The STP regularizer was introduced by [44, 45]. It includes the standard TV as a special case, when the smoothing kernel is a Dirac delta i.e. it is a local structure tensor at each voxel [45]. Intuitively, the STP tries to estimate the volume such that its structure tensor is low rank, by minimizing the deviation of voxel values in the region around it. We will introduce the STP and develop its solver by extending it from the case of images in [44, 45] to 3D volumes and by employing more efficient proximal algorithms for its computation.

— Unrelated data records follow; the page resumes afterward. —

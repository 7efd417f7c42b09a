//! Data types and associated functions and methods

use chrono::NaiveDateTime;
use serde::{Deserialize, Serialize};
use std::collections::BTreeMap;
use validator::Validate;

/// One historical bike trip record.
///
/// A `Rental` is parsed from one row of the trips CSV file at startup and is
/// immutable for the lifetime of the server. Responses serialise the full
/// attribute set.
#[derive(Clone, Debug, Deserialize, PartialEq, Serialize)]
pub struct Rental {
    /// Trip identifier
    pub id: i64,
    /// Time at which the bike was rented
    pub start_time: NaiveDateTime,
    /// Time at which the bike was returned
    pub end_time: NaiveDateTime,
    /// Bike identifier
    pub bike_id: i64,
    /// Trip duration in minutes
    pub duration: f64,
    /// Identifier of the station the trip started at
    pub start_station_id: i64,
    /// Name of the station the trip started at
    pub start_station_name: String,
    /// Identifier of the station the trip ended at
    pub end_station_id: i64,
    /// Name of the station the trip ended at
    pub end_station_name: String,
    /// Rider account type, e.g. "Subscriber" or "Customer"
    pub user_type: String,
    /// Rider gender, may be blank
    pub gender: String,
    /// Rider birth year, 0 if absent or unparseable
    pub member_birth_year: i32,
}

/// GBFS station information document.
///
/// This is the envelope returned by a `station_information.json` endpoint.
#[derive(Clone, Debug, Default, Deserialize, PartialEq, Serialize)]
pub struct StationsData {
    /// Timestamp at which the feed was generated
    #[serde(default)]
    pub last_updated: i64,
    /// Number of seconds the feed may be cached for
    #[serde(default)]
    pub ttl: i64,
    /// Feed payload
    #[serde(default)]
    pub data: StationList,
}

/// Payload of a GBFS station information document.
#[derive(Clone, Debug, Default, Deserialize, PartialEq, Serialize)]
pub struct StationList {
    /// All stations known to the system
    #[serde(default)]
    pub stations: Vec<Station>,
}

/// Per-platform deep link URIs for renting from a station.
#[derive(Clone, Debug, Default, Deserialize, PartialEq, Serialize)]
pub struct RentalUris {
    #[serde(default)]
    pub android: String,
    #[serde(default)]
    pub ios: String,
}

/// Static metadata for one docking station.
///
/// Station identifiers are strings and live in a different identifier space
/// from the integer station ids in [Rental] records; the two are never
/// joined. Every field defaults when absent from the feed since GBFS
/// producers vary in which optional fields they populate.
#[derive(Clone, Debug, Default, Deserialize, PartialEq, Serialize)]
pub struct Station {
    /// Station identifier, expected (but not enforced) to be unique
    #[serde(default)]
    pub station_id: String,
    /// Human readable station name
    #[serde(default)]
    pub name: String,
    /// Abbreviated station name
    #[serde(default)]
    pub short_name: String,
    /// Latitude in decimal degrees
    #[serde(default)]
    pub lat: f64,
    /// Longitude in decimal degrees
    #[serde(default)]
    pub lon: f64,
    /// Number of docks at the station
    #[serde(default)]
    pub capacity: i64,
    /// Station type, e.g. "classic"
    #[serde(default)]
    pub station_type: String,
    /// Identifier from a previous feed version
    #[serde(default)]
    pub legacy_id: String,
    /// Identifier in an external system
    #[serde(default)]
    pub external_id: String,
    /// Whether the station has a payment kiosk
    #[serde(default)]
    pub has_kiosk: bool,
    /// Whether the station dispenses physical keys
    #[serde(default)]
    pub eightd_has_key_dispenser: bool,
    /// Additional services offered at the station
    #[serde(default)]
    pub eightd_station_services: Vec<String>,
    /// Accepted rental methods, e.g. "KEY", "CREDITCARD"
    #[serde(default)]
    pub rental_methods: Vec<String>,
    /// Deep links for renting from this station
    #[serde(default)]
    pub rental_uris: Option<RentalUris>,
    /// Whether electric bike surcharges are waived here
    #[serde(default)]
    pub electric_bike_surcharge_waiver: bool,
}

/// Request body for the summary endpoints.
#[derive(Debug, Deserialize, PartialEq, Validate)]
#[serde(deny_unknown_fields)]
pub struct SummaryRequest {
    /// Filters restricting which rentals are summarised
    #[validate]
    pub filters: SummaryFilters,
}

/// Filters for a summary request.
#[derive(Debug, Deserialize, PartialEq, Validate)]
#[serde(deny_unknown_fields)]
pub struct SummaryFilters {
    /// End station identifiers to summarise. Duplicates are permitted and
    /// idempotent.
    #[validate(length(min = 1, message = "station_ids must not be empty"))]
    pub station_ids: Vec<i64>,
}

/// Trip summary result.
///
/// Maps end station id (stringified) to calendar date (`YYYY-MM-DD`) to at
/// most 20 rentals ordered by descending end time. `BTreeMap` keeps the JSON
/// rendering of identical requests byte-identical.
pub type TripSummary = BTreeMap<String, BTreeMap<String, Vec<Rental>>>;

/// Rider summary result.
///
/// Maps end station id (stringified) to calendar date to age group label to
/// the number of matching rentals.
pub type RiderSummary = BTreeMap<String, BTreeMap<String, BTreeMap<String, u64>>>;
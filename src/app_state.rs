use crate::cli::CommandLineArgs;
use crate::models::{Rental, StationsData};

use std::sync::Arc;

/// Shared application state passed to each request handler.
///
/// Both datasets are loaded once before the server starts accepting
/// requests and are never mutated afterwards, so concurrent handlers may
/// read them without coordination. A runtime reload feature would need to
/// replace this with a swappable snapshot.
pub struct AppState {
    /// Command line arguments.
    pub args: CommandLineArgs,

    /// All historical trip records.
    pub rentals: Vec<Rental>,

    /// Station metadata from the GBFS feed.
    pub stations: StationsData,
}

impl AppState {
    /// Create and return an [AppState].
    pub fn new(args: &CommandLineArgs, rentals: Vec<Rental>, stations: StationsData) -> Self {
        Self {
            args: args.clone(),
            rentals,
            stations,
        }
    }
}

/// AppState wrapped in an Atomic Reference Count (Arc) to allow multiple references.
pub type SharedAppState = Arc<AppState>;
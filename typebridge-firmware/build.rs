//! Build script for typebridge-firmware
//!
//! - Sets up linker search paths for memory.x
//! - Validates bridge.toml at compile time
//! - Checks the radio firmware blobs are present

use std::env;
use std::fs::{self, File};
use std::io::Write;
use std::path::{Path, PathBuf};

const RADIO_BLOBS: [&str; 2] = ["cyw43-firmware/43439A0.bin", "cyw43-firmware/43439A0_clm.bin"];

fn main() {
    setup_linker();
    validate_config();
    check_radio_firmware();
}

/// Set up linker search paths for memory.x
fn setup_linker() {
    let out_dir = PathBuf::from(env::var("OUT_DIR").unwrap());

    let memory_x = include_bytes!("memory.x");
    let mut f = File::create(out_dir.join("memory.x")).unwrap();
    f.write_all(memory_x).unwrap();

    println!("cargo:rustc-link-search={}", out_dir.display());

    println!("cargo:rerun-if-changed=memory.x");
    println!("cargo:rerun-if-changed=build.rs");
}

/// Validate bridge.toml at compile time
///
/// Mirrors the rules of the runtime parser so a bad file fails the build
/// instead of the boot.
fn validate_config() {
    println!("cargo:rerun-if-changed=bridge.toml");

    let config_path = Path::new("bridge.toml");
    if !config_path.exists() {
        panic!(
            "\n\
            ╔══════════════════════════════════════════════════════════════════╗\n\
            ║  ERROR: bridge.toml not found!                                   ║\n\
            ║                                                                  ║\n\
            ║  The firmware embeds bridge.toml for its Wi-Fi credentials and   ║\n\
            ║  link timing. Create one in the typebridge-firmware directory.   ║\n\
            ╚══════════════════════════════════════════════════════════════════╝\n"
        );
    }

    let config_content = match fs::read_to_string(config_path) {
        Ok(content) => content,
        Err(e) => {
            panic!(
                "\n\
                ╔══════════════════════════════════════════════════════════════════╗\n\
                ║  ERROR: Failed to read bridge.toml                               ║\n\
                ║                                                                  ║\n\
                ║  Error: {:<56} ║\n\
                ╚══════════════════════════════════════════════════════════════════╝\n",
                e
            );
        }
    };

    let config: toml::Value = match toml::from_str(&config_content) {
        Ok(value) => value,
        Err(e) => {
            let error_msg = e.to_string();
            panic!(
                "\n\
                ╔══════════════════════════════════════════════════════════════════╗\n\
                ║  ERROR: Invalid TOML syntax in bridge.toml                       ║\n\
                ╠══════════════════════════════════════════════════════════════════╣\n\
                {}\n\
                ╚══════════════════════════════════════════════════════════════════╝\n",
                format_error_lines(&error_msg)
            );
        }
    };

    let mut errors = Vec::new();
    validate_network(&config, &mut errors);
    validate_link(&config, &mut errors);
    validate_keyboard(&config, &mut errors);
    validate_protocol(&config, &mut errors);
    validate_session(&config, &mut errors);
    validate_known_sections(&config, &mut errors);

    if !errors.is_empty() {
        panic!(
            "\n\
            ╔══════════════════════════════════════════════════════════════════╗\n\
            ║  ERROR: Invalid values in bridge.toml                            ║\n\
            ╠══════════════════════════════════════════════════════════════════╣\n\
            {}\n\
            ╚══════════════════════════════════════════════════════════════════╝\n",
            errors
                .iter()
                .map(|e| format!("║  • {:<62} ║", e))
                .collect::<Vec<_>>()
                .join("\n")
        );
    }

    println!("cargo:warning=bridge.toml validated successfully");
}

/// Format error message lines with box drawing
fn format_error_lines(msg: &str) -> String {
    msg.lines()
        .map(|line| {
            let truncated = if line.len() > 64 {
                format!("{}...", &line[..61])
            } else {
                line.to_string()
            };
            format!("║  {:<64} ║", truncated)
        })
        .collect::<Vec<_>>()
        .join("\n")
}

/// Known keys of one section, with their check
type KeyRule = (&'static str, fn(&toml::Value) -> bool);

fn section<'a>(config: &'a toml::Value, name: &str) -> Option<&'a toml::value::Table> {
    config.get(name).and_then(toml::Value::as_table)
}

fn check_section(config: &toml::Value, name: &str, rules: &[KeyRule], errors: &mut Vec<String>) {
    let Some(table) = section(config, name) else {
        return;
    };
    for (key, value) in table {
        match rules.iter().find(|(known, _)| known == key) {
            Some((_, check)) if !check(value) => {
                errors.push(format!("[{}] {} has an invalid value", name, key));
            }
            Some(_) => {}
            None => errors.push(format!("[{}] unknown key {}", name, key)),
        }
    }
}

fn is_positive_u32(value: &toml::Value) -> bool {
    value
        .as_integer()
        .is_some_and(|n| n > 0 && n <= i64::from(u32::MAX))
}

fn is_u32(value: &toml::Value) -> bool {
    value
        .as_integer()
        .is_some_and(|n| n >= 0 && n <= i64::from(u32::MAX))
}

fn is_port(value: &toml::Value) -> bool {
    value
        .as_integer()
        .is_some_and(|n| n > 0 && n <= i64::from(u16::MAX))
}

fn is_ssid(value: &toml::Value) -> bool {
    value.as_str().is_some_and(|s| s.len() <= 32)
}

fn is_password(value: &toml::Value) -> bool {
    value
        .as_str()
        .is_some_and(|s| s.is_empty() || (8..=64).contains(&s.len()))
}

fn is_reset_policy(value: &toml::Value) -> bool {
    matches!(value.as_str(), Some("always" | "response_only"))
}

fn is_mode(value: &toml::Value) -> bool {
    matches!(value.as_str(), Some("explicit" | "implicit"))
}

fn validate_network(config: &toml::Value, errors: &mut Vec<String>) {
    check_section(
        config,
        "network",
        &[("ssid", is_ssid), ("password", is_password), ("port", is_port)],
        errors,
    );

    let ssid = section(config, "network")
        .and_then(|t| t.get("ssid"))
        .and_then(toml::Value::as_str)
        .unwrap_or("");
    if ssid.is_empty() {
        println!("cargo:warning=bridge.toml has no network.ssid, the bridge will not join Wi-Fi");
    }
}

fn validate_link(config: &toml::Value, errors: &mut Vec<String>) {
    check_section(
        config,
        "link",
        &[
            ("handshake_timeout_us", is_positive_u32),
            ("response_timeout_us", is_positive_u32),
            ("poll_interval_us", is_positive_u32),
            ("continuation_window_us", is_positive_u32),
            ("reset_pulse_us", is_positive_u32),
            ("reset_policy", is_reset_policy),
        ],
        errors,
    );
}

fn validate_keyboard(config: &toml::Value, errors: &mut Vec<String>) {
    check_section(config, "keyboard", &[("settle_us", is_u32)], errors);
}

fn validate_protocol(config: &toml::Value, errors: &mut Vec<String>) {
    check_section(
        config,
        "protocol",
        &[("mode", is_mode), ("scan_interval_ms", is_positive_u32)],
        errors,
    );
}

fn validate_session(config: &toml::Value, errors: &mut Vec<String>) {
    check_section(config, "session", &[("idle_poll_us", is_u32)], errors);
}

fn validate_known_sections(config: &toml::Value, errors: &mut Vec<String>) {
    const KNOWN: [&str; 5] = ["network", "link", "keyboard", "protocol", "session"];
    let Some(root) = config.as_table() else {
        return;
    };
    for (name, value) in root {
        if !KNOWN.contains(&name.as_str()) {
            errors.push(format!("unknown section [{}]", name));
        } else if !value.is_table() {
            errors.push(format!("{} must be a [section]", name));
        }
    }
}

/// The radio firmware is included with `include_bytes!`
fn check_radio_firmware() {
    let missing: Vec<&str> = RADIO_BLOBS
        .iter()
        .copied()
        .filter(|path| {
            println!("cargo:rerun-if-changed={}", path);
            !Path::new(path).exists()
        })
        .collect();

    if !missing.is_empty() {
        panic!(
            "\n\
            ╔══════════════════════════════════════════════════════════════════╗\n\
            ║  ERROR: CYW43 radio firmware missing                             ║\n\
            ╠══════════════════════════════════════════════════════════════════╣\n\
            {}\n\
            ║  See cyw43-firmware/README.md                                    ║\n\
            ╚══════════════════════════════════════════════════════════════════╝\n",
            missing
                .iter()
                .map(|m| format!("║  • {:<62} ║", m))
                .collect::<Vec<_>>()
                .join("\n")
        );
    }
}
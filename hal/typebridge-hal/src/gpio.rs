//! GPIO abstractions
//!
//! Single pins come straight from `embedded-hal`. This module adds the
//! logic-level type shared by the handshake code and the address bus used by
//! the keyboard matrix multiplexer.

use embedded_hal::digital::OutputPin;

/// Logic level of a digital line
#[derive(Debug, Clone, Copy, PartialEq, Eq)]
#[cfg_attr(feature = "defmt", derive(defmt::Format))]
pub enum Level {
    /// Logic 0
    Low,
    /// Logic 1
    High,
}

/// Parallel address bus
///
/// Drives `WIDTH` output lines to the binary representation of an address.
/// Bit 0 of the address maps to the first line.
pub trait AddressBus {
    /// Number of address lines
    const WIDTH: u32;

    /// Drive the bus to `address`
    ///
    /// Bits above `WIDTH` are ignored.
    fn select(&mut self, address: u8);

    /// Number of distinct addresses this bus can select
    fn span(&self) -> u32 {
        1 << Self::WIDTH
    }
}

// Any array of output pins is an address bus, one pin per bit.
impl<P: OutputPin, const N: usize> AddressBus for [P; N] {
    const WIDTH: u32 = N as u32;

    fn select(&mut self, address: u8) {
        for (bit, pin) in self.iter_mut().enumerate() {
            let high = (address as u32 >> bit) & 1 == 1;
            // GPIO writes on the supported chips are infallible
            let _ = pin.set_state(high.into());
        }
    }
}
impl StreamState {
    fn push_at(&mut self, at_us: u64, byte: u8) {
        let index = self.rx.partition_point(|&(t, _)| t <= at_us);
        self.rx.insert(index, (at_us, byte));
    }

    fn ready(&self, now: u64) -> bool {
        self.rx.front().is_some_and(|&(t, _)| t <= now)
    }

    /// Copy every byte that has arrived by `now` into `buf`
    fn drain_into(&mut self, now: u64, buf: &mut [u8]) -> usize {
        let mut n = 0;
        while n < buf.len() && self.ready(now) {
            if let Some((_, byte)) = self.rx.pop_front() {
                buf[n] = byte;
                n += 1;
            }
        }
        n
    }
}

/// Byte stream with timed arrivals
///
/// Reads return bytes whose arrival time has passed. A read with nothing
/// arrived yet fast-forwards the clock to the next arrival. Once closed and
/// drained, reads return `Ok(0)` like a TCP peer hanging up.
#[derive(Debug, Clone)]
pub struct MockStream {
    clock: VirtualClock,
    state: Rc<RefCell<StreamState>>,
}

impl MockStream {
    pub fn new(clock: &VirtualClock) -> Self {
        Self {
            clock: clock.clone(),
            state: Rc::new(RefCell::new(StreamState::default())),
        }
    }

    /// Queue bytes arriving now
    pub fn push(&self, bytes: &[u8]) {
        let now = self.clock.now_us();
        let mut state = self.state.borrow_mut();
        for &byte in bytes {
            state.push_at(now, byte);
        }
    }

    /// Queue a byte arriving at absolute time `at_us`
    pub fn push_at(&self, at_us: u64, byte: u8) {
        self.state.borrow_mut().push_at(at_us, byte);
    }

    /// Bytes written so far
    pub fn written(&self) -> Vec<u8> {
        self.state.borrow().tx.clone()
    }

    /// Bytes written so far, clearing the capture
    pub fn take_written(&self) -> Vec<u8> {
        core::mem::take(&mut self.state.borrow_mut().tx)
    }

    /// Bytes queued but not yet read, arrived or not
    pub fn pending(&self) -> usize {
        self.state.borrow().rx.len()
    }

    /// Hang up: once queued bytes are read, reads return end of stream
    pub fn close(&self) {
        self.state.borrow_mut().closed = true;
    }

    /// Make every further write fail with `BrokenPipe`
    pub fn fail_writes(&self) {
        self.state.borrow_mut().fail_writes = true;
    }
}

impl ErrorType for MockStream {
    type Error = ErrorKind;
}

impl ReadReady for MockStream {
    fn read_ready(&mut self) -> Result<bool, ErrorKind> {
        let state = self.state.borrow();
        Ok(state.ready(self.clock.now_us()) || (state.closed && state.rx.is_empty()))
    }
}

impl Read for MockStream {
    async fn read(&mut self, buf: &mut [u8]) -> Result<usize, ErrorKind> {
        if buf.is_empty() {
            return Ok(0);
        }
        let mut state = self.state.borrow_mut();
        match state.rx.front() {
            Some(&(at, _)) => {
                let now = self.clock.now_us();
                if at > now {
                    self.clock.advance_us(at - now);
                }
                Ok(state.drain_into(self.clock.now_us(), buf))
            }
            None if state.closed => Ok(0),
            // Nothing will ever arrive
            None => Err(ErrorKind::TimedOut),
        }
    }
}

impl Write for MockStream {
    async fn write(&mut self, buf: &[u8]) -> Result<usize, ErrorKind> {
        let mut state = self.state.borrow_mut();
        if state.fail_writes {
            return Err(ErrorKind::BrokenPipe);
        }
        state.tx.extend_from_slice(buf);
        Ok(buf.len())
    }
}

// ============================================================================
// Simulated typewriter
// ============================================================================

/// Timing of the simulated typewriter's handshake
#[derive(Debug, Clone, Copy)]
pub struct TypewriterTiming {
    /// Delay from a byte being written to the handshake line falling
    pub ack_delay_us: u64,
    /// Duration of the handshake low pulse
    pub ack_pulse_us: u64,
    /// Delay from the end of the second handshake to the first response byte
    pub response_delay_us: u64,
}

impl Default for TypewriterTiming {
    fn default() -> Self {
        Self {
            ack_delay_us: 2100,
            ack_pulse_us: 200,
            response_delay_us: 500,
        }
    }
}

#[derive(Debug, Default)]
struct TypewriterState {
    rx: StreamState,
    received: Vec<u8>,
    commands: Vec<(u8, u8)>,
    pending_first: Option<u8>,
    /// Scripted answers, each a list of `(gap_us, byte)`
    responses: VecDeque<Vec<(u64, u8)>>,
    /// Bytes left to acknowledge; `None` acknowledges forever
    acks_left: Option<usize>,
}

/// Simulated half-duplex typewriter
///
/// Acknowledges every byte written to its serial port with a low pulse on
/// its handshake line. Once both bytes of a command arrived and the command
/// expects an answer (`first & 0xF0 == 0xA0`), the next scripted response is
/// played back on the serial port.
#[derive(Debug, Clone)]
pub struct SimulatedTypewriter {
    clock: VirtualClock,
    timing: TypewriterTiming,
    state: Rc<RefCell<TypewriterState>>,
    handshake: ScheduledInput,
    reset: RecordingPin,
}
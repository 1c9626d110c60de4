//! Data model shared by the bridge and its client
//!
//! - [`Command`]: two opcode bytes sent to the typewriter
//! - [`Response`]: bytes the typewriter answered with
//! - [`KeyboardSnapshot`]: one bit per keyboard matrix line

use heapless::Vec;

/// Maximum number of bytes in a response
///
/// The response frame header carries the length in its low seven bits.
pub const RESPONSE_CAPACITY: usize = 127;

/// First response byte announcing a multi-byte answer
pub const RESPONSE_SENTINEL: u8 = 0xA4;

/// A command for the typewriter
#[derive(Debug, Clone, Copy, PartialEq, Eq, Hash)]
#[cfg_attr(feature = "defmt", derive(defmt::Format))]
pub struct Command {
    pub first: u8,
    pub second: u8,
}

impl Command {
    pub const fn new(first: u8, second: u8) -> Self {
        Self { first, second }
    }

    /// Split a 16-bit command word, high byte first
    pub const fn from_word(word: u16) -> Self {
        Self {
            first: (word >> 8) as u8,
            second: word as u8,
        }
    }

    /// Join both opcodes into a 16-bit command word
    pub const fn to_word(self) -> u16 {
        (self.first as u16) << 8 | self.second as u16
    }

    /// Whether the typewriter answers this command
    ///
    /// Only opcodes in the `0xA0..=0xAF` range produce a response.
    pub const fn expects_response(self) -> bool {
        self.first & 0xF0 == 0xA0
    }

    /// Both opcodes in transmission order
    pub const fn to_bytes(self) -> [u8; 2] {
        [self.first, self.second]
    }
}

impl From<u16> for Command {
    fn from(word: u16) -> Self {
        Self::from_word(word)
    }
}

/// Response captured from the typewriter
///
/// Holds exactly the bytes captured, in capture order. The length can never
/// exceed [`RESPONSE_CAPACITY`].
#[derive(Debug, Clone, Default, PartialEq, Eq)]
pub struct Response {
    payload: Vec<u8, RESPONSE_CAPACITY>,
}

impl Response {
    /// An empty response
    pub const fn new() -> Self {
        Self {
            payload: Vec::new(),
        }
    }

    /// Build a response from captured bytes
    ///
    /// Returns `None` if `bytes` exceeds [`RESPONSE_CAPACITY`].
    pub fn from_slice(bytes: &[u8]) -> Option<Self> {
        Vec::from_slice(bytes).ok().map(|payload| Self { payload })
    }

    /// Append a captured byte
    ///
    /// Returns the byte back if the response is full.
    pub fn push(&mut self, byte: u8) -> Result<(), u8> {
        self.payload.push(byte)
    }

    pub fn len(&self) -> usize {
        self.payload.len()
    }

    pub fn is_empty(&self) -> bool {
        self.payload.is_empty()
    }

    pub fn as_slice(&self) -> &[u8] {
        &self.payload
    }
}

#[cfg(feature = "defmt")]
impl defmt::Format for Response {
    fn format(&self, f: defmt::Formatter) {
        defmt::write!(f, "Response({=[u8]:x})", self.as_slice())
    }
}

/// State of the 32-line keyboard matrix
///
/// Bit `n` is set when matrix line `n` reads high.
#[derive(Debug, Clone, Copy, Default, PartialEq, Eq, Hash)]
#[cfg_attr(feature = "defmt", derive(defmt::Format))]
pub struct KeyboardSnapshot(pub u32);

impl KeyboardSnapshot {
    /// Number of matrix lines
    pub const LINES: u8 = 32;

    /// Snapshot with the given lines set; lines above 31 are ignored
    pub fn from_lines(lines: &[u8]) -> Self {
        let mut snapshot = Self::default();
        for &line in lines {
            snapshot.set(line, true);
        }
        snapshot
    }

    pub fn bits(self) -> u32 {
        self.0
    }

    pub fn set(&mut self, line: u8, active: bool) {
        if line >= Self::LINES {
            return;
        }
        if active {
            self.0 |= 1 << line;
        } else {
            self.0 &= !(1 << line);
        }
    }

    pub fn is_pressed(self, line: u8) -> bool {
        line < Self::LINES && self.0 & (1 << line) != 0
    }

    /// Active lines in ascending order
    pub fn pressed_lines(self) -> impl Iterator<Item = u8> {
        (0..Self::LINES).filter(move |&line| self.is_pressed(line))
    }

    /// Transmission order, most significant byte first
    pub fn to_be_bytes(self) -> [u8; 4] {
        self.0.to_be_bytes()
    }

    pub fn from_be_bytes(bytes: [u8; 4]) -> Self {
        Self(u32::from_be_bytes(bytes))
    }
}
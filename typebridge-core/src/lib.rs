//! Board-agnostic bridge logic
//!
//! This crate contains everything between the pins and the socket that does
//! not depend on a specific board:
//!
//! - Device link: the handshake-gated half-duplex exchange with the typewriter
//! - Keyboard matrix scanner
//! - Session multiplexer merging device bytes, scans and client commands
//! - Configuration types and the `bridge.toml` parser

#![no_std]
#![deny(unsafe_code)]

pub mod config;
pub mod keyboard;
pub mod link;
pub mod session;
pub mod traits;
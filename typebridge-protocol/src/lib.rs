//! Typebridge Wire Protocol
//!
//! This crate defines the byte-level protocol between the bridge firmware and
//! its single network client, and the data model shared by both ends.
//!
//! # Protocol Overview
//!
//! Bridge to client, one tagged frame per event:
//! ```text
//! ┌──────────┬──────────────────────┐
//! │ 0x01     │ device byte (1B)     │  unsolicited device byte
//! ├──────────┼──────────────────────┤
//! │ 0x02     │ snapshot (4B, BE)    │  keyboard matrix scan
//! ├──────────┼──────────────────────┤
//! │ 0x80|len │ payload (0-127B)     │  response to a command
//! └──────────┴──────────────────────┘
//! ```
//!
//! Client to bridge, in explicit mode:
//! ```text
//! 0x01 first second   issue command
//! 0x02                request keyboard scan
//! ```
//!
//! In implicit mode every pair of bytes is a command and the bridge pushes
//! keyboard scans on its own schedule.

#![no_std]
#![deny(unsafe_code)]

pub mod command;
pub mod frame;
pub mod instruction;

pub use command::{Command, KeyboardSnapshot, Response, RESPONSE_CAPACITY, RESPONSE_SENTINEL};
pub use frame::{
    BridgeFrame, FrameDecoder, FrameError, MAX_FRAME_SIZE, RESPONSE_FLAG, TAG_DEVICE_BYTE,
    TAG_KEYBOARD,
};
pub use instruction::{
    InboundMode, Instruction, InstructionDecoder, InstructionError, OP_COMMAND, OP_SCAN,
};
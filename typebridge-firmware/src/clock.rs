//! Embassy time as the session clock

use embassy_time::Instant;
use typebridge_hal::Clock;

/// Milliseconds since boot
#[derive(Debug, Clone, Copy, Default)]
pub struct EmbassyClock;

impl Clock for EmbassyClock {
    fn now_ms(&self) -> u64 {
        Instant::now().as_millis()
    }
}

The STP at a voxel i is defined as the \(\ell _{p}\) norm of the square roots of the eigenvalues of the structure tensor \(S_{K}(x_{i})\) defined in Eq. (3). Let \(\varLambda \left( S_{K}(x_{i})\right) \in \mathbb {R}^{3}\) be the vector of eigenvalues of \(S_{K}(x_{i})\):

$$\begin{aligned} STP_{p}(x_{i})=\Vert \sqrt{\varLambda \left( S_{K}(x_{i})\right) }\Vert _{p} \end{aligned}$$
(4)

To represent the STP in a form that fits Eq. (1), we define the “patch-based Jacobian” [45] as a linear map \(J_{K}:\mathbb {R}^{n}\rightarrow \mathbb {R}^{nl\times 3}\) between the space of volumes and a set of weighted gradients that are computed from the l-neighborhood of each of the n voxels. We can write the patch-based Jacobian at voxel i as \(J_{K}(x_{i})\in \mathbb {R}^{l\times 3}\) by stacking the weighted local gradients side-by-side:

$$\begin{aligned} J_{K}(x_{i})=\left[ \begin{array}{ccc} \kappa _{j_{1}}\nabla x_{j_{1}}&\cdots&\kappa _{j_{l}}\nabla x_{j_{l}}\end{array}\right] ^{T}\in \mathbb {R}^{l\times 3}, \end{aligned}$$
(5)

where \(\{j_{1},\ldots ,j_{l}\}=\mathcal {N}(q_{i})\) denotes the indices of the neighbors of voxel i (including i itself), and \(\kappa _{j_{k}}=\sqrt{K(q_{i}-q_{j_{k}})}\). The patch-based Jacobian for the whole volume \(J_{K}x\in \mathbb {R}^{nl\times 3}\) is now formed by stacking “local" components \(J_{K}(x_{i})\) on top of each other. Using this linear operator \(J_{K}\), Eq. (3) can be rewritten as follows:

$$\begin{aligned} S_{K}(x_{i})=J_{K}(x_{i})^{T}J_{K}(x_{i}), \end{aligned}$$
(6)

which means that the singular values of \(J_{K}(x_{i})\) are actually equal to the square root of the eigenvalues of \(S_{K}(x_{i})\) in Eq. (4).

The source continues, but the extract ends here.